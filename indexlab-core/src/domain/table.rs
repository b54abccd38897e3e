//! Date-aligned multi-index price table.
//!
//! Given series for several indices, align them to a common timeline (the union
//! of all dates). Missing cells stay absent: no forward-fill, no interpolation.

use super::series::{IndexSeries, PricePoint};
use chrono::NaiveDate;
use serde::{Deserialize, Serialize};
use std::collections::{BTreeSet, HashMap, HashSet};
use thiserror::Error;

/// Structural errors when building or reshaping a table.
#[derive(Debug, Clone, Error, PartialEq)]
pub enum TableError {
    #[error("duplicate column '{0}'")]
    DuplicateColumn(String),

    #[error("duplicate date {0}")]
    DuplicateDate(NaiveDate),

    #[error("dates are not sorted ascending at {0}")]
    UnsortedDates(NaiveDate),

    #[error("column '{name}' has {actual} values, expected {expected}")]
    LengthMismatch {
        name: String,
        expected: usize,
        actual: usize,
    },
}

/// One column of the table: an index name and a cell per table row.
#[derive(Debug, Clone, PartialEq, Serialize, Deserialize)]
pub struct TableColumn {
    pub name: String,
    pub values: Vec<Option<f64>>,
}

impl TableColumn {
    /// Number of present cells.
    pub fn valid_count(&self) -> usize {
        self.values.iter().filter(|v| v.is_some()).count()
    }

    /// Row index of the first present cell.
    pub fn first_valid_row(&self) -> Option<usize> {
        self.values.iter().position(Option::is_some)
    }

    /// Row index of the last present cell.
    pub fn last_valid_row(&self) -> Option<usize> {
        self.values.iter().rposition(Option::is_some)
    }
}

/// The merged table: rows are the union of dates, one column per index.
///
/// Built once per run and read-only afterwards.
#[derive(Debug, Clone, PartialEq, Serialize, Deserialize)]
pub struct MarketTable {
    dates: Vec<NaiveDate>,
    columns: Vec<TableColumn>,
}

impl MarketTable {
    /// A table with no rows and no columns.
    pub fn empty() -> Self {
        Self {
            dates: Vec::new(),
            columns: Vec::new(),
        }
    }

    /// Outer-join series on date. Column order follows the input order.
    pub fn from_series(series: Vec<IndexSeries>) -> Result<Self, TableError> {
        let mut seen = HashSet::new();
        for s in &series {
            if !seen.insert(s.name().to_string()) {
                return Err(TableError::DuplicateColumn(s.name().to_string()));
            }
        }

        let all_dates: BTreeSet<NaiveDate> = series
            .iter()
            .flat_map(|s| s.points().iter().map(|p| p.date))
            .collect();
        let dates: Vec<NaiveDate> = all_dates.into_iter().collect();
        let row_of: HashMap<NaiveDate, usize> =
            dates.iter().enumerate().map(|(i, d)| (*d, i)).collect();

        let columns = series
            .iter()
            .map(|s| {
                let mut values = vec![None; dates.len()];
                for p in s.points() {
                    values[row_of[&p.date]] = Some(p.close);
                }
                TableColumn {
                    name: s.name().to_string(),
                    values,
                }
            })
            .collect();

        Ok(Self { dates, columns })
    }

    /// Build from pre-aligned columns, validating the table invariants.
    pub fn from_columns(
        dates: Vec<NaiveDate>,
        columns: Vec<TableColumn>,
    ) -> Result<Self, TableError> {
        for w in dates.windows(2) {
            if w[1] == w[0] {
                return Err(TableError::DuplicateDate(w[1]));
            }
            if w[1] < w[0] {
                return Err(TableError::UnsortedDates(w[1]));
            }
        }
        let mut seen = HashSet::new();
        for c in &columns {
            if !seen.insert(c.name.as_str()) {
                return Err(TableError::DuplicateColumn(c.name.clone()));
            }
            if c.values.len() != dates.len() {
                return Err(TableError::LengthMismatch {
                    name: c.name.clone(),
                    expected: dates.len(),
                    actual: c.values.len(),
                });
            }
        }
        Ok(Self { dates, columns })
    }

    pub fn dates(&self) -> &[NaiveDate] {
        &self.dates
    }

    pub fn columns(&self) -> &[TableColumn] {
        &self.columns
    }

    pub fn names(&self) -> Vec<&str> {
        self.columns.iter().map(|c| c.name.as_str()).collect()
    }

    /// Total rows, counting rows where a given column is absent.
    pub fn row_count(&self) -> usize {
        self.dates.len()
    }

    pub fn column_count(&self) -> usize {
        self.columns.len()
    }

    /// True when no index made it into the table.
    pub fn is_empty(&self) -> bool {
        self.columns.is_empty()
    }

    pub fn contains(&self, name: &str) -> bool {
        self.column(name).is_some()
    }

    pub fn column(&self, name: &str) -> Option<&TableColumn> {
        self.columns.iter().find(|c| c.name == name)
    }

    /// The valid (non-missing) observations of one column as a series.
    pub fn series(&self, name: &str) -> Option<IndexSeries> {
        let col = self.column(name)?;
        let points = self
            .dates
            .iter()
            .zip(&col.values)
            .filter_map(|(d, v)| v.map(|close| PricePoint::new(*d, close)))
            .collect();
        Some(IndexSeries::new(name, points))
    }

    /// Rename columns through `rename`; names it returns `None` for are kept.
    ///
    /// Fails if two columns would end up with the same name.
    pub fn rename_columns<F>(mut self, rename: F) -> Result<Self, TableError>
    where
        F: Fn(&str) -> Option<String>,
    {
        let mut seen = HashSet::new();
        for col in &mut self.columns {
            if let Some(new_name) = rename(&col.name) {
                col.name = new_name;
            }
            if !seen.insert(col.name.clone()) {
                return Err(TableError::DuplicateColumn(col.name.clone()));
            }
        }
        Ok(self)
    }

    /// Put the listed names first (in the given order), then every other column
    /// in its current order. Listed names that are absent are skipped.
    pub fn reorder(mut self, preferred: &[&str]) -> Self {
        let mut ordered = Vec::with_capacity(self.columns.len());
        for name in preferred {
            if let Some(pos) = self.columns.iter().position(|c| c.name == *name) {
                ordered.push(self.columns.remove(pos));
            }
        }
        ordered.append(&mut self.columns);
        self.columns = ordered;
        self
    }

    /// Deterministic BLAKE3 fingerprint over names, dates and value bits.
    ///
    /// Two tables with the same fingerprint are bit-identical.
    pub fn fingerprint(&self) -> String {
        let mut hasher = blake3::Hasher::new();
        for date in &self.dates {
            hasher.update(date.to_string().as_bytes());
        }
        for col in &self.columns {
            hasher.update(col.name.as_bytes());
            hasher.update(&[0xff]);
            for v in &col.values {
                match v {
                    Some(x) => {
                        hasher.update(&[1]);
                        hasher.update(&x.to_bits().to_le_bytes());
                    }
                    None => {
                        hasher.update(&[0]);
                    }
                }
            }
        }
        hasher.finalize().to_hex().to_string()
    }
}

_ _ _ _ _

-- Exercise details --
Would you give the number of lines above that hold "points"? Only the number is needed.

-- Answer to this task --
4